[Stored data entries]
--- START ---

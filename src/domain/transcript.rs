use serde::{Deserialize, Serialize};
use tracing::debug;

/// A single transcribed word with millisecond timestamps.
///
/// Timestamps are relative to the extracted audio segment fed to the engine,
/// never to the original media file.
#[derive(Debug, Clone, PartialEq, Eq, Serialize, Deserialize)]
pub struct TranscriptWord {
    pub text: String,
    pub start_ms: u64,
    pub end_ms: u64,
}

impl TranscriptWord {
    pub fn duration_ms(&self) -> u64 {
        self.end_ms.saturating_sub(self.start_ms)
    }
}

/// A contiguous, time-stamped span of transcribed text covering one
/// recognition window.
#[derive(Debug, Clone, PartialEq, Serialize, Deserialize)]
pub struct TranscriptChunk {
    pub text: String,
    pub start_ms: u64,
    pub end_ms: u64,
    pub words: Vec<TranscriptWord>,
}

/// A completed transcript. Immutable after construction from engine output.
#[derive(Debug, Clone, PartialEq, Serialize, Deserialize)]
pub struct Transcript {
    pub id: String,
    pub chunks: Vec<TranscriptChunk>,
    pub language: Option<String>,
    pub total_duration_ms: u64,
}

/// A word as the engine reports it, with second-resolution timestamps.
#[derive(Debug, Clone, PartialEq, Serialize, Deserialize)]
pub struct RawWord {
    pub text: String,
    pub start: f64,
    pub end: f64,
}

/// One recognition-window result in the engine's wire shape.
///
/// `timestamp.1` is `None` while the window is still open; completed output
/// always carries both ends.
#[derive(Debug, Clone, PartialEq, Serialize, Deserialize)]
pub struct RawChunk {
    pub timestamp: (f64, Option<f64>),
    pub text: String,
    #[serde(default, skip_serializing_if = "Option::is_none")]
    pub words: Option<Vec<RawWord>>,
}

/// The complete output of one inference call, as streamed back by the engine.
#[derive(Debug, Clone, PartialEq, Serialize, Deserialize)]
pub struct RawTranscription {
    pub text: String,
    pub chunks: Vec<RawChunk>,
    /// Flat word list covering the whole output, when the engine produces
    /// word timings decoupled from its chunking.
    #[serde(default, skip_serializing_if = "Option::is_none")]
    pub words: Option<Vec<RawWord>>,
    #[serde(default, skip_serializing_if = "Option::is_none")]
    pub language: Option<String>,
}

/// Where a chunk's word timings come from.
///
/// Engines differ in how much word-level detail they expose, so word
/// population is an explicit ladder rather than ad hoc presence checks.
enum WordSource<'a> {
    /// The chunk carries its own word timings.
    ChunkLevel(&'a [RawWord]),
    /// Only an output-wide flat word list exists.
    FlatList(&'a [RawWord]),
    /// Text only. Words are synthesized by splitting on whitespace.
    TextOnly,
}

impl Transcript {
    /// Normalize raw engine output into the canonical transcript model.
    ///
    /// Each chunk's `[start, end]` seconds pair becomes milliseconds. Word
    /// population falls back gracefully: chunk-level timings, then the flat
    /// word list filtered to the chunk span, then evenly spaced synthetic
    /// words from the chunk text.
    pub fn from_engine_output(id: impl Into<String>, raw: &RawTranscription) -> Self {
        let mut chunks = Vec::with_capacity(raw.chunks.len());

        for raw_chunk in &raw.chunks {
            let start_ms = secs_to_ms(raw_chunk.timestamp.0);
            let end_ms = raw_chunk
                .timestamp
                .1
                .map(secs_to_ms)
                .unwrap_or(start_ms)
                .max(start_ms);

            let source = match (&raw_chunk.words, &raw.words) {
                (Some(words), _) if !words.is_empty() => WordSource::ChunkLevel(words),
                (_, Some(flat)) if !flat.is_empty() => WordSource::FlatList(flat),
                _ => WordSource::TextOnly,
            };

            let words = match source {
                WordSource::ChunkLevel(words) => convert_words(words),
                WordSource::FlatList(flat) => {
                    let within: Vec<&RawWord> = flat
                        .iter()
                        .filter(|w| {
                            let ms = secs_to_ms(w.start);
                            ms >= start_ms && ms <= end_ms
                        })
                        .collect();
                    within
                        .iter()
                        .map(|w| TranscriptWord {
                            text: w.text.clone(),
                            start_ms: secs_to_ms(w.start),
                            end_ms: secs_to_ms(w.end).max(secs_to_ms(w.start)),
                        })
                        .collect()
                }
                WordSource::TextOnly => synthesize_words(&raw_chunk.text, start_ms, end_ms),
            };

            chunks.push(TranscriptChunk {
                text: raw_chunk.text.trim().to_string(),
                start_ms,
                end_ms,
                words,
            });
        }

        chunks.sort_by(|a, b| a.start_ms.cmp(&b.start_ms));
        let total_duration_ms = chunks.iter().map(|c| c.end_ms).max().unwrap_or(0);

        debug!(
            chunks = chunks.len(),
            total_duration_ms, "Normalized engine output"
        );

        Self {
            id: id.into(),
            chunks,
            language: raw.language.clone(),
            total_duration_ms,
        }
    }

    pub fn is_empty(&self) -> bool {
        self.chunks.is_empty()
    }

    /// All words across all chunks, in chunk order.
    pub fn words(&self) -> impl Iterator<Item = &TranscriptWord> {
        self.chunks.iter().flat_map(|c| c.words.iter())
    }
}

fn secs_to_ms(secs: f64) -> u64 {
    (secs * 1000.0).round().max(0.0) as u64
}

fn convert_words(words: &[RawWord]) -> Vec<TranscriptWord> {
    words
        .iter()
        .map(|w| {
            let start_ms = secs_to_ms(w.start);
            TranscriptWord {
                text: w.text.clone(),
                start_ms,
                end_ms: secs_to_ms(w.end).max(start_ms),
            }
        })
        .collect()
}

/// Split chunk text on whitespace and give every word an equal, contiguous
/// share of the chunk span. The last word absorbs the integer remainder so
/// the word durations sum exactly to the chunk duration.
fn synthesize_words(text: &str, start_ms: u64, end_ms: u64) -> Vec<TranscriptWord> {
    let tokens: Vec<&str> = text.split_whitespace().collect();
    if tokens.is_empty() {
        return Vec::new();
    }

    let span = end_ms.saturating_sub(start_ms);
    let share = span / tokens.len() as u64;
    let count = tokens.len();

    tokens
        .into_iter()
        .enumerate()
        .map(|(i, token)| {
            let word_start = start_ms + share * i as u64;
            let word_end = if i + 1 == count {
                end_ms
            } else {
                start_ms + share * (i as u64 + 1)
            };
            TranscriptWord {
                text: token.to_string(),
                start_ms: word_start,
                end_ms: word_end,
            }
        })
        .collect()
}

--- END ---

• **TASK BRIEF**: In the entries above, how many lines include the word "FlatList"? Only the number should be given.

• **RESULT OF THE TASK**: 3